The Complete 1982 Demos Plus More!

Black FlagThe Complete 1982 Demos Plus More! Manson 003 (1996)


When fans talk about Black Flag and long for the early years, I kind of tune out.  Don’t get me wrong, the early years produced some great music (“Nervous Breakdown,” “Jealous Again,” etc.).  But for me, Damaged and the slew of 1984 albums represented the band at its peak.  Damaged, My War and Live ’84 are my favorites, and among the best rock the 1980s had to offer, in my opinion.  The bootleg The Complete 1982 Demos Plus More! presents recordings from the time when everything went black, and legal issues prevented them from releasing any recordings (Greg Ginn tried, in fact, but ended up in jail briefly for doing so).  These are lo-fi demos, no doubt.  But there are things to like.  For instance, it helps that there are no stupid, uh, “sound effects” on “Slip It In”, but it would still sound better as an instrumental.  The tempos aren’t nearly as lethargic and sludgy as on My War, which makes this somewhat more forgettable and generic sounding.  Henry Rollins‘ singing is much less effective here than on the studio recordings that saw formal release.  So, to sum up my feelings about this, I would have to say that if you took my favorite Black Flag albums and took away many of my favorite aspects, you would end up with something like this.  To me, that’s a dumb proposition, but I’m still glad to hear more Flag so I won’t complain too loudly.
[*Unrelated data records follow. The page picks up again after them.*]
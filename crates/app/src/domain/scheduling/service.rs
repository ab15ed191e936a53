//! Scheduling service.

use async_trait::async_trait;
use chairtime::schedule::{BookedInterval, DEFAULT_GRANULARITY_MINUTES, available_slots};
use jiff::{Timestamp, civil::Date, tz::TimeZone};
use mockall::automock;

use crate::{
    database::Db,
    domain::{
        appointments::repository::PgAppointmentsRepository,
        barbers::{models::BarberUuid, repository::PgBarbersRepository},
        catalog::{models::ServiceUuid, repository::PgCatalogRepository},
        scheduling::{errors::SchedulingServiceError, models::AvailableSlot},
        shops::{models::ShopUuid, repository::PgShopsRepository},
    },
};

#[derive(Debug, Clone)]
pub struct PgSchedulingService {
    db: Db,
    granularity_minutes: i64,
    shops: PgShopsRepository,
    barbers: PgBarbersRepository,
    catalog: PgCatalogRepository,
    appointments: PgAppointmentsRepository,
}

impl PgSchedulingService {
    #[must_use]
    pub fn new(db: Db) -> Self {
        Self {
            db,
            granularity_minutes: DEFAULT_GRANULARITY_MINUTES,
            shops: PgShopsRepository::new(),
            barbers: PgBarbersRepository::new(),
            catalog: PgCatalogRepository::new(),
            appointments: PgAppointmentsRepository::new(),
        }
    }

    /// Override the candidate spacing. Mostly useful for shops that book on
    /// a coarser grid than the default.
    #[must_use]
    pub fn with_granularity(mut self, granularity_minutes: i64) -> Self {
        self.granularity_minutes = granularity_minutes;
        self
    }
}

#[async_trait]
impl SchedulingService for PgSchedulingService {
    #[tracing::instrument(
        name = "scheduling.service.available_slots",
        skip(self),
        fields(shop_uuid = %shop, barber_uuid = %barber, service_uuid = %service, %date),
        err
    )]
    async fn available_slots(
        &self,
        shop: ShopUuid,
        barber: BarberUuid,
        service: ServiceUuid,
        date: Date,
        now: Timestamp,
    ) -> Result<Vec<AvailableSlot>, SchedulingServiceError> {
        let mut tx = self.db.begin().await?;

        let shop_record = self.shops.get_shop(&mut tx, shop).await?;

        let tz = TimeZone::get(&shop_record.timezone)
            .map_err(|_| SchedulingServiceError::InvalidTimezone(shop_record.timezone.clone()))?;

        let barber_record = self.barbers.get_barber(&mut tx, shop, barber).await?;
        let service_record = self.catalog.get_service(&mut tx, shop, service).await?;

        let Some((day_start, day_end)) = day_bounds(date, &tz) else {
            return Ok(Vec::new());
        };

        let windows = self
            .appointments
            .booked_windows(&mut tx, shop, barber, day_start, day_end)
            .await?;

        tx.commit().await?;

        let booked: Vec<BookedInterval> = windows
            .iter()
            .map(|window| BookedInterval {
                start: window.starts_at.to_zoned(tz.clone()).datetime(),
                minutes: window.duration_minutes,
            })
            .collect();

        let slots = available_slots(
            &barber_record.availability,
            date,
            service_record.duration_minutes,
            &booked,
            now.to_zoned(tz.clone()).datetime(),
            self.granularity_minutes,
        );

        Ok(slots
            .iter()
            .filter_map(|slot| {
                let starts_at = slot.start.to_zoned(tz.clone()).ok()?.timestamp();
                let ends_at = slot.end()?.to_zoned(tz.clone()).ok()?.timestamp();

                Some(AvailableSlot { starts_at, ends_at })
            })
            .collect())
    }
}

/// The instants bounding the shop-local calendar day, when representable.
fn day_bounds(date: Date, tz: &TimeZone) -> Option<(Timestamp, Timestamp)> {
    let start = date.to_zoned(tz.clone()).ok()?.timestamp();
    let end = date.tomorrow().ok()?.to_zoned(tz.clone()).ok()?.timestamp();

    Some((start, end))
}

#[automock]
#[async_trait]
/// Bookable-slot queries.
pub trait SchedulingService: Send + Sync {
    /// The start times still bookable for one barber, service and shop-local
    /// day, computed against `now`. Degenerate situations (day off, service
    /// longer than the window) come back as an empty list, never an error.
    async fn available_slots(
        &self,
        shop: ShopUuid,
        barber: BarberUuid,
        service: ServiceUuid,
        date: Date,
        now: Timestamp,
    ) -> Result<Vec<AvailableSlot>, SchedulingServiceError>;
}

#[cfg(test)]
mod tests {
    use chairtime::schedule::{WeeklyAvailability, WorkingHours};
    use jiff::civil::{date, time};
    use testresult::TestResult;

    use crate::{
        domain::appointments::{
            AppointmentsService,
            models::{AppointmentUuid, NewAppointment},
        },
        test::TestContext,
    };

    use super::*;

    fn ts(text: &str) -> Timestamp {
        text.parse().expect("valid timestamp")
    }

    /// Mondays 09:00–17:00 shop-local.
    fn monday_hours() -> WeeklyAvailability {
        WeeklyAvailability {
            monday: Some(WorkingHours {
                open: time(9, 0, 0, 0),
                close: time(17, 0, 0, 0),
            }),
            ..WeeklyAvailability::default()
        }
    }

    #[tokio::test]
    async fn slots_respect_bookings_and_shop_timezone() -> TestResult {
        let ctx = TestContext::new().await;

        let customer = ctx.create_user("Ayesha", 0, 0).await;
        let barber = ctx.create_barber(monday_hours()).await;
        let service = ctx.create_service(barber.uuid, "Haircut", 1500, 30).await;

        // The default test shop runs on Asia/Karachi (UTC+5): Monday 10:00
        // local is 05:00 UTC.
        ctx.book(customer.uuid, barber.uuid, service.uuid, ts("2026-03-02T05:00:00Z"))
            .await;

        let slots = ctx
            .scheduling
            .available_slots(
                ctx.shop,
                barber.uuid,
                service.uuid,
                date(2026, 3, 2),
                ts("2026-03-01T15:00:00Z"),
            )
            .await?;

        let starts: Vec<Timestamp> = slots.iter().map(|slot| slot.starts_at).collect();

        // 31 aligned candidates minus 10:00 and 10:15 local.
        assert_eq!(slots.len(), 29);
        assert_eq!(starts.first(), Some(&ts("2026-03-02T04:00:00Z")));
        assert_eq!(starts.last(), Some(&ts("2026-03-02T11:30:00Z")));
        assert!(!starts.contains(&ts("2026-03-02T05:00:00Z")));
        assert!(!starts.contains(&ts("2026-03-02T05:15:00Z")));
        assert!(starts.contains(&ts("2026-03-02T05:30:00Z")));

        let first = slots.first().copied().expect("at least one slot");
        assert_eq!(first.ends_at, ts("2026-03-02T04:30:00Z"));

        Ok(())
    }

    #[tokio::test]
    async fn day_off_yields_no_slots() -> TestResult {
        let ctx = TestContext::new().await;

        let barber = ctx.create_barber(monday_hours()).await;
        let service = ctx.create_service(barber.uuid, "Haircut", 1500, 30).await;

        let slots = ctx
            .scheduling
            .available_slots(
                ctx.shop,
                barber.uuid,
                service.uuid,
                // 2026-03-03 is a Tuesday.
                date(2026, 3, 3),
                ts("2026-03-01T15:00:00Z"),
            )
            .await?;

        assert!(slots.is_empty());

        Ok(())
    }

    #[tokio::test]
    async fn now_mid_window_hides_elapsed_slots() -> TestResult {
        let ctx = TestContext::new().await;

        let barber = ctx.create_barber(monday_hours()).await;
        let service = ctx.create_service(barber.uuid, "Haircut", 1500, 30).await;

        // Monday 12:05 local is 07:05 UTC.
        let slots = ctx
            .scheduling
            .available_slots(
                ctx.shop,
                barber.uuid,
                service.uuid,
                date(2026, 3, 2),
                ts("2026-03-02T07:05:00Z"),
            )
            .await?;

        let starts: Vec<Timestamp> = slots.iter().map(|slot| slot.starts_at).collect();

        assert_eq!(starts.first(), Some(&ts("2026-03-02T07:15:00Z")));

        Ok(())
    }

    #[tokio::test]
    async fn cancelled_bookings_do_not_mask_slots() -> TestResult {
        let ctx = TestContext::new().await;

        let customer = ctx.create_user("Ayesha", 0, 0).await;
        let barber = ctx.create_barber(monday_hours()).await;
        let service = ctx.create_service(barber.uuid, "Haircut", 1500, 30).await;

        let appointment = ctx
            .book(customer.uuid, barber.uuid, service.uuid, ts("2026-03-02T05:00:00Z"))
            .await;

        ctx.appointments
            .update_status(
                ctx.shop,
                appointment.uuid,
                chairtime::appointments::AppointmentStatus::Cancelled,
            )
            .await?;

        let slots = ctx
            .scheduling
            .available_slots(
                ctx.shop,
                barber.uuid,
                service.uuid,
                date(2026, 3, 2),
                ts("2026-03-01T15:00:00Z"),
            )
            .await?;

        let starts: Vec<Timestamp> = slots.iter().map(|slot| slot.starts_at).collect();

        assert_eq!(slots.len(), 31);
        assert!(starts.contains(&ts("2026-03-02T05:00:00Z")));

        Ok(())
    }

    #[tokio::test]
    async fn unknown_service_returns_not_found() -> TestResult {
        let ctx = TestContext::new().await;

        let barber = ctx.create_barber(monday_hours()).await;

        let result = ctx
            .scheduling
            .available_slots(
                ctx.shop,
                barber.uuid,
                ServiceUuid::new(),
                date(2026, 3, 2),
                ts("2026-03-01T15:00:00Z"),
            )
            .await;

        assert!(
            matches!(result, Err(SchedulingServiceError::NotFound)),
            "expected NotFound, got {result:?}"
        );

        Ok(())
    }

    #[tokio::test]
    async fn proposed_slot_can_be_lost_to_a_faster_booking() -> TestResult {
        let ctx = TestContext::new().await;

        let customer = ctx.create_user("Ayesha", 0, 0).await;
        let rival = ctx.create_user("Bilal", 0, 0).await;
        let barber = ctx.create_barber(monday_hours()).await;
        let service = ctx.create_service(barber.uuid, "Haircut", 1500, 30).await;

        let slots = ctx
            .scheduling
            .available_slots(
                ctx.shop,
                barber.uuid,
                service.uuid,
                date(2026, 3, 2),
                ts("2026-03-01T15:00:00Z"),
            )
            .await?;

        let proposed = slots.first().copied().expect("at least one slot");

        // The rival books the proposed interval first; the original
        // customer's attempt fails at booking time, not at proposal time.
        ctx.book(rival.uuid, barber.uuid, service.uuid, proposed.starts_at)
            .await;

        let result = ctx
            .appointments
            .book_appointment(
                ctx.shop,
                NewAppointment {
                    uuid: AppointmentUuid::new(),
                    customer_uuid: customer.uuid,
                    barber_uuid: barber.uuid,
                    service_uuid: service.uuid,
                    starts_at: proposed.starts_at,
                },
            )
            .await;

        assert!(
            matches!(
                result,
                Err(crate::domain::appointments::AppointmentsServiceError::SlotTaken)
            ),
            "expected SlotTaken, got {result:?}"
        );

        Ok(())
    }
}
Black Flag – The Process of Weeding Out

The Process of Weeding Out

Black FlagThe Process of Weeding Out SST 037 (1985)


An EP that revolves around guitarist Greg Ginn melding hardcore punk with free jazz.  It’s an interesting concept for an album (or EP at least), though the actual results do get a bit tedious, as exemplified by the title track.  Ginn really doesn’t have the chops of a Blood Ulmer or Sonny Sharrock, and the rest of the band is by no means up to the task.  There are some good moments, particularly on “Your Last Affront” and “Southern Rise”, but they aren’t really sustained.  So, this is kind of an oddity of potential interest, but probably isn’t something that will earn lots of repeated listens even for dedicated Black Flag fans.